Hirsch died Sept. 16 in Boca Raton, Fla., his family said. He was 95.
The Cleveland native became the first director of the Reform movement’s Religious Action Center, serving from 1962 to 1973. Under Hirsch, the center became a lobbying powerhouse in Washington. Its Dupont Circle office became a locus for civil rights organizing: The 1964 Civil Rights Act and the 1965 Voting Rights Act were drafted in large part in its conference room. Hirsch personally lobbied President Lyndon Baines Johnson on voting rights.
Hirsch was close to the Rev. Martin Luther King Jr. and delivered the Jewish portion of the assassinated civil rights leader’s eulogy in 1968.
At the RAC, Hirsch was an outspokenly pro-Israel Reform rabbi — a relative rarity in the movement before 1967. He was close to the Israeli Embassy and to AIPAC, the prominent Israel lobbying group.

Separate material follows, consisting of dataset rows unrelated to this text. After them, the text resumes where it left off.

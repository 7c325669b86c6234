use serde::{Deserialize, Serialize};

/// Request payload for creating a manager
#[derive(Debug, Deserialize, Serialize)]
pub struct ManagerCreateRequest {
    pub name: String,
}

/// Request payload for adding or removing a roster player
///
/// `type` 0 removes the player, any other value adds it.
#[derive(Debug, Deserialize, Serialize)]
pub struct ManagePlayerRequest {
    pub manager: String,
    pub player: String,
    #[serde(rename = "type", default)]
    pub action: u8,
}

/// Request payload for spending or crediting points
///
/// `type` 0 spends, any other value credits.
#[derive(Debug, Deserialize, Serialize)]
pub struct ManagePointRequest {
    pub manager: String,
    pub point: u32,
    #[serde(rename = "type", default)]
    pub action: u8,
}

#[derive(Debug, Clone, Copy, PartialEq, Eq)]
pub enum RosterAction {
    Remove,
    Add,
}

impl From<u8> for RosterAction {
    fn from(code: u8) -> Self {
        if code == 0 {
            RosterAction::Remove
        } else {
            RosterAction::Add
        }
    }
}

#[derive(Debug, Clone, Copy, PartialEq, Eq)]
pub enum PointAction {
    Spend,
    Credit,
}

impl From<u8> for PointAction {
    fn from(code: u8) -> Self {
        if code == 0 {
            PointAction::Spend
        } else {
            PointAction::Credit
        }
    }
}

In 1973, Hirsch assumed the leadership of the World Union for Progressive Judaism, where one of his first acts was to move its offices to Jerusalem from London. The Reform movement dubbed the move “Reform Judaism’s most significant decision of the 20th century.”

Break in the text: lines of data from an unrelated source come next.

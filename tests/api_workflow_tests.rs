use axum::http::StatusCode;
use serde_json::json;

mod utils;

use utils::*;

#[tokio::test]
async fn test_season_workflow_produces_standings_and_scorers() {
    let setup = TestSetupBuilder::new().build();

    let alice = setup.create_manager("Alice").await;
    let bruno = setup.create_manager("Bruno").await;
    setup.sign_player(&alice, "star-1").await;
    setup.sign_player(&bruno, "star-2").await;
    setup.sign_player(&bruno, "gold-1").await;

    let season = setup.create_season("league", "Spring Cup").await;

    let (status, first) = setup
        .record_result(
            &season,
            &alice,
            &bruno,
            [2, 1],
            json!([
                { "player": "star-1", "manager": alice, "count": 2 },
                { "player": "star-2", "manager": bruno, "count": 1 }
            ]),
        )
        .await;
    assert_eq!(status, StatusCode::OK, "record failed: {}", first);
    assert_eq!(first["season_title"], "Spring Cup");
    assert_eq!(first["home_manager_name"], "Alice");

    let (status, _) = setup
        .record_result(
            &season,
            &bruno,
            &alice,
            [3, 0],
            json!([
                { "player": "star-2", "manager": bruno, "count": 2 },
                { "player": "gold-1", "manager": bruno, "count": 1 }
            ]),
        )
        .await;
    assert_eq!(status, StatusCode::OK);
    assert_eq!(setup.result_repository.result_count(), 2);

    let (status, statistics) = setup.statistics(&season).await;
    assert_eq!(status, StatusCode::OK);

    // Level on points, Bruno ahead on goal difference
    let standing = statistics["standing"].as_array().unwrap();
    assert_eq!(standing.len(), 2);
    assert_eq!(standing[0]["manager"], "Bruno");
    assert_eq!(standing[0]["points"], 3);
    assert_eq!(standing[0]["goal_difference"], 2);
    assert_eq!(standing[0]["form"], json!(["L", "W"]));
    assert_eq!(standing[1]["manager"], "Alice");
    assert_eq!(standing[1]["goals_for"], 2);
    assert_eq!(standing[1]["goals_against"], 4);
    assert_eq!(standing[1]["form"], json!(["W", "L"]));

    let stats = statistics["stats"].as_array().unwrap();
    assert_eq!(stats.len(), 3);
    assert_eq!(stats[0]["player"], "Stern");
    assert_eq!(stats[0]["manager"], "Bruno");
    assert_eq!(stats[0]["count"], 3);
    assert_eq!(stats[1]["player"], "Estrella");
    assert_eq!(stats[1]["face_image_url"], "https://cdn.example/star-1.png");
    assert_eq!(stats[2]["player"], "Oro");

    let (status, seasons) = setup.get("/season").await;
    assert_eq!(status, StatusCode::OK);
    assert_eq!(seasons[0]["result_count"], 2);
    assert_eq!(seasons[0]["type"], "league");

    let (_, managers) = setup.get("/manager").await;
    for manager in managers.as_array().unwrap() {
        assert_eq!(manager["results"].as_array().unwrap().len(), 2);
    }
}

#[tokio::test]
async fn test_result_with_bad_score_is_rejected_before_storage() {
    let setup = TestSetupBuilder::new().build();
    let home = setup.create_manager("Home").await;
    let away = setup.create_manager("Away").await;
    let season = setup.create_season("cup", "Knockout").await;

    let (status, body) = setup
        .post(
            "/result",
            json!({ "season": season, "home": home, "away": away, "score": [1] }),
        )
        .await;
    assert_eq!(status, StatusCode::BAD_REQUEST);
    assert_eq!(body["code"], 400);

    let (status, _) = setup
        .post(
            "/result",
            json!({ "season": season, "home": home, "away": away, "score": [4294967295u32, 0] }),
        )
        .await;
    assert_eq!(status, StatusCode::BAD_REQUEST);
    assert_eq!(setup.result_repository.result_count(), 0);

    let (status, statistics) = setup.statistics(&season).await;
    assert_eq!(status, StatusCode::OK);
    assert_eq!(statistics["standing"], json!([]));
    assert_eq!(statistics["stats"], json!([]));
}

#[tokio::test]
async fn test_statistics_for_unknown_season() {
    let setup = TestSetupBuilder::new().build();

    let (status, body) = setup.statistics("does-not-exist").await;
    assert_eq!(status, StatusCode::NOT_FOUND);
    assert_eq!(body["code"], 404);
}

#[tokio::test]
async fn test_pack_spends_points_and_grows_roster() {
    let setup = TestSetupBuilder::new().build();
    let manager = setup.create_manager("Collector").await;
    setup.credit_points(&manager, 600).await;

    let (status, pack) = setup
        .post("/pack", json!({ "manager": manager, "type": 0 }))
        .await;
    assert_eq!(status, StatusCode::OK, "pack failed: {}", pack);
    assert_eq!(pack["point"], 100);
    let drawn = pack["player"]["id"].as_str().unwrap().to_string();
    assert!(drawn.starts_with("silver-"));

    let (_, managers) = setup.get("/manager").await;
    assert_eq!(managers[0]["players"][0]["id"], drawn);

    // 100 left, Silver costs 500
    let (status, body) = setup
        .post("/pack", json!({ "manager": manager, "type": 0 }))
        .await;
    assert_eq!(status, StatusCode::BAD_REQUEST);
    assert_eq!(body["code"], 400);

    let (status, _) = setup
        .post("/pack", json!({ "manager": manager, "type": 9 }))
        .await;
    assert_eq!(status, StatusCode::BAD_REQUEST);
}

#[tokio::test]
async fn test_spending_more_than_balance() {
    let setup = TestSetupBuilder::new().build();
    let manager = setup.create_manager("Saver").await;
    setup.credit_points(&manager, 300).await;

    let (status, body) = setup
        .post(
            "/manager/point",
            json!({ "manager": manager, "point": 301, "type": 0 }),
        )
        .await;
    assert_eq!(status, StatusCode::BAD_REQUEST);
    assert_eq!(body["error"], "check your balance to process");

    let (status, body) = setup
        .post(
            "/manager/point",
            json!({ "manager": manager, "point": 300, "type": 0 }),
        )
        .await;
    assert_eq!(status, StatusCode::OK);
    assert_eq!(body["points"], 0);
}

#[tokio::test]
async fn test_random_draw_exhausts_pool_until_cache_clean() {
    let setup = TestSetupBuilder::new()
        .with_players(vec![
            catalog_player("a", "Alpha", 80),
            catalog_player("b", "Beta", 81),
        ])
        .build();
    let filter = json!({ "overall": [80, 81] });

    let (status, first) = setup.post("/player/random", filter.clone()).await;
    assert_eq!(status, StatusCode::OK);
    assert_eq!(first["count"], 1);

    let (status, second) = setup.post("/player/random", filter.clone()).await;
    assert_eq!(status, StatusCode::OK);
    assert_eq!(second["count"], 0);
    assert_ne!(first["players"][0]["id"], second["players"][0]["id"]);

    let (status, _) = setup.post("/player/random", filter.clone()).await;
    assert_eq!(status, StatusCode::NOT_FOUND);

    let (status, body) = setup.get("/cache/clean").await;
    assert_eq!(status, StatusCode::OK);
    assert_eq!(body["removed"], 1);

    let (status, refreshed) = setup.post("/player/random", filter).await;
    assert_eq!(status, StatusCode::OK);
    assert_eq!(refreshed["count"], 1);
}

#[tokio::test]
async fn test_top_players_listing_is_cached() {
    let setup = TestSetupBuilder::new().build();

    let (status, top) = setup.get("/player").await;
    assert_eq!(status, StatusCode::OK);
    assert_eq!(top["count"], 3);
    assert_eq!(top["players"][0]["short_name"], "Idolo");
    assert!(setup.player_cache.has_key("players:top"));

    let (_, search) = setup
        .post("/player/search", json!({ "club": "integration" }))
        .await;
    assert_eq!(search["count"], 7);
}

He became the leading advocate for Reform Zionism, affiliating the movement with the World Zionist Organization and the Jewish Agency. During his more than 25 years at the World Union for Progressive Judaism, he helped found ARZA, the Reform movement’s Zionist affiliate (his son Ammiel, also a rabbi, led ARZA from 1992 to 2004), and spurred the founding of two kibbutzim in Israel. In 2010 he was the first Reform rabbi to light the torch during Israel Independence Day celebrations. His 2011 memoir was titled “For the Sake of Zion.”
Yet Hirsch, a dual U.S. and Israeli citizen, remained an advocate of a Diaspora Jewish voice in Israeli policies, particularly as the policies impinged on the rights of non-Orthodox Jews.

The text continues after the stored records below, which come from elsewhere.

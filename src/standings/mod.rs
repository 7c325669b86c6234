//! Season standings and top-scorer aggregation
//!
//! Both lists are rebuilt from a season's full result history on every
//! call; nothing here touches storage or shares state between calls.

mod errors;
pub mod models;
pub mod scorers;
pub mod table;

pub use errors::StandingsError;
pub use models::{FormCode, ScorerRow, SeasonStatistics, StandingRow};
pub use scorers::compute_scorers;
pub use table::compute_standings;

use crate::result::models::MatchResult;

impl SeasonStatistics {
    /// Computes the league table and scorer list together
    ///
    /// A malformed result fails the whole computation.
    pub fn compute(results: &[MatchResult]) -> Result<Self, StandingsError> {
        Ok(Self {
            standing: compute_standings(results)?,
            stats: compute_scorers(results),
        })
    }
}
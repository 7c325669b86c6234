use strum_macros::{Display, EnumIter, FromRepr};

/// Reward pack tiers, keyed by their wire code
#[derive(Debug, Clone, Copy, PartialEq, Eq, Hash, Display, EnumIter, FromRepr)]
#[repr(u8)]
pub enum PackType {
    Silver = 0,
    PremiumSilver = 1,
    Gold = 2,
    PremiumGold = 3,
    UltimateGold = 4,
    PrimeGold = 5,
}

impl PackType {
    pub fn price(self) -> u32 {
        match self {
            PackType::Silver => 500,
            PackType::PremiumSilver => 750,
            PackType::Gold => 2000,
            PackType::PremiumGold => 5000,
            PackType::UltimateGold => 10000,
            PackType::PrimeGold => 15000,
        }
    }

    /// Inclusive overall rating range the pack draws from
    pub fn overall_range(self) -> (u32, u32) {
        match self {
            PackType::Silver => (65, 69),
            PackType::PremiumSilver => (70, 74),
            PackType::Gold => (75, 79),
            PackType::PremiumGold => (77, 83),
            PackType::UltimateGold => (81, 87),
            PackType::PrimeGold => (84, 99),
        }
    }
}
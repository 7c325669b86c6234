use chrono::{DateTime, Utc};
use serde::{Deserialize, Serialize};
use uuid::Uuid;

use crate::player::models::Player;

/// Goals attributed to one player within one match
#[derive(Debug, Clone, PartialEq, Serialize, Deserialize)]
pub struct Scorer {
    pub player: Player,
    pub count: u32,
}

impl Scorer {
    pub fn new(player: Player, count: u32) -> Self {
        Self { player, count }
    }
}

/// One completed fixture between two managers
///
/// Manager names and season metadata are copied in at record time so a
/// season's result list can be aggregated without further lookups.
#[derive(Debug, Clone, PartialEq, Serialize, Deserialize)]
pub struct MatchResult {
    pub id: String,
    pub season: String, // Season ID
    pub home: String,   // Home manager ID
    pub away: String,   // Away manager ID
    pub season_type: String,
    pub season_title: String,
    pub home_manager_name: String,
    pub away_manager_name: String,
    pub score: Vec<u32>, // [home_goals, away_goals]
    #[serde(default)]
    pub home_scorers: Vec<Scorer>,
    #[serde(default)]
    pub away_scorers: Vec<Scorer>,
    pub recorded_at: DateTime<Utc>,
}

impl MatchResult {
    /// Creates a result between two named managers with a fresh ID
    pub fn between(home_manager_name: &str, away_manager_name: &str, score: Vec<u32>) -> Self {
        Self {
            id: Uuid::new_v4().to_string(),
            season: String::new(),
            home: String::new(),
            away: String::new(),
            season_type: String::new(),
            season_title: String::new(),
            home_manager_name: home_manager_name.to_string(),
            away_manager_name: away_manager_name.to_string(),
            score,
            home_scorers: Vec::new(),
            away_scorers: Vec::new(),
            recorded_at: Utc::now(),
        }
    }

    pub fn with_home_scorer(mut self, player: Player, count: u32) -> Self {
        self.home_scorers.push(Scorer::new(player, count));
        self
    }

    pub fn with_away_scorer(mut self, player: Player, count: u32) -> Self {
        self.away_scorers.push(Scorer::new(player, count));
        self
    }
}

“If Diaspora Jews have the right to speak out in internal policies affecting the fate of Argentinian Jews and Soviet Jews, do they not have the right to speak on issues affecting the Jews of the Jewish state?” he said at a Reform conference in 1983. Jews in the former Soviet Union and Argentina were facing persecution at the time.
Hirsch’s wife, Bella, a Russian speaker who helped him establish a Reform presence in the former Soviet Union, died in 2019. His children — a daughter and three sons, including Ammiel, now the senior rabbi at the Stephen Wise Free Synagogue in New York — said they plan to bury both their parents in Israel once the pandemic abates.
“For the past few years, our parents resided in Florida, so that they would be closer to us,” they said. “It was a form of exile for our father.”
His children alluded to the great 12th-century Jewish thinker and poet Judah Halevi: “While he lived in the West, his heart remained in the East.”